= Mashare Constituency =

Electoral constituency in the Kavango East region of north-eastern Namibia

Mashare constituency (red) in the Kavango East region of Namibia

Mashare is a constituency in the Kavango East region of northern Namibia. The district centre is the settlement of Mashare. It had a population of 15,688 in 2011, down from 16,007 in 2001. As of 2020 the constituency had 9,165 registered voters.

The constituency contains the settlements of Dwasa, Tceha, Kondja, Namagadi, and Rudjadja.

There is a bilateral agreement with Angola to allow mutual near-border immigration without travel documents. This applies to a maximum distance of 30 km, and it is not valid for tourists.

==Politics==
Mashare constituency is traditionally a stronghold of the South West Africa People's Organization (SWAPO) party. In the 2004 regional election SWAPO candidate Bonifatius Wakudumo received 3,972 of the 4,928 votes cast.

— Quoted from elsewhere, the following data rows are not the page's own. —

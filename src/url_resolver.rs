use std::sync::LazyLock;

use regex::Regex;

use crate::domain::WorklistRow;

static HYPERLINK_FORMULA: LazyLock<Regex> = LazyLock::new(|| {
    Regex::new(r#"(?i)HYPERLINK\s*\(\s*"([^"]+)""#).expect("hyperlink formula pattern")
});

/// Where a worklist row's URL came from.
#[derive(Debug, Clone, Copy, PartialEq, Eq)]
pub enum UrlSource {
    Formula,
    Hyperlink,
    DisplayText,
}

#[derive(Debug, Clone, PartialEq, Eq)]
pub struct ResolvedUrl {
    pub url: String,
    pub source: UrlSource,
}

/// Picks the canonical test URL for a row: formula argument, then attached
/// link, then display text starting with `http`.
pub fn resolve(row: &WorklistRow) -> Option<ResolvedUrl> {
    if let Some(url) = url_from_formula(&row.formula_text) {
        return Some(ResolvedUrl {
            url,
            source: UrlSource::Formula,
        });
    }

    if let Some(url) = row
        .hyperlink_url
        .as_deref()
        .map(str::trim)
        .filter(|url| !url.is_empty())
    {
        return Some(ResolvedUrl {
            url: url.to_string(),
            source: UrlSource::Hyperlink,
        });
    }

    let display = row.display_value.trim();
    if display.starts_with("http") {
        return Some(ResolvedUrl {
            url: display.to_string(),
            source: UrlSource::DisplayText,
        });
    }

    None
}

pub fn url_from_formula(formula: &str) -> Option<String> {
    if formula.trim().is_empty() {
        return None;
    }
    HYPERLINK_FORMULA
        .captures(formula)
        .and_then(|caps| caps.get(1))
        .map(|value| value.as_str().to_string())
}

The 2015 regional elections were won by SWAPO candidate Mavara Fillipus Nkore with 2,707 votes. Paulus Sikongo of the All People's Party (APP) came second with 1,487 votes, and Nankema Shirongo of the Democratic Turnhalle Alliance (DTA) came third with 110 votes. Nkore was re-elected in the 2020 regional election after obtaining 1,716 votes. Engelbert Hamutenya Namufinda (APP) came second with 692 votes.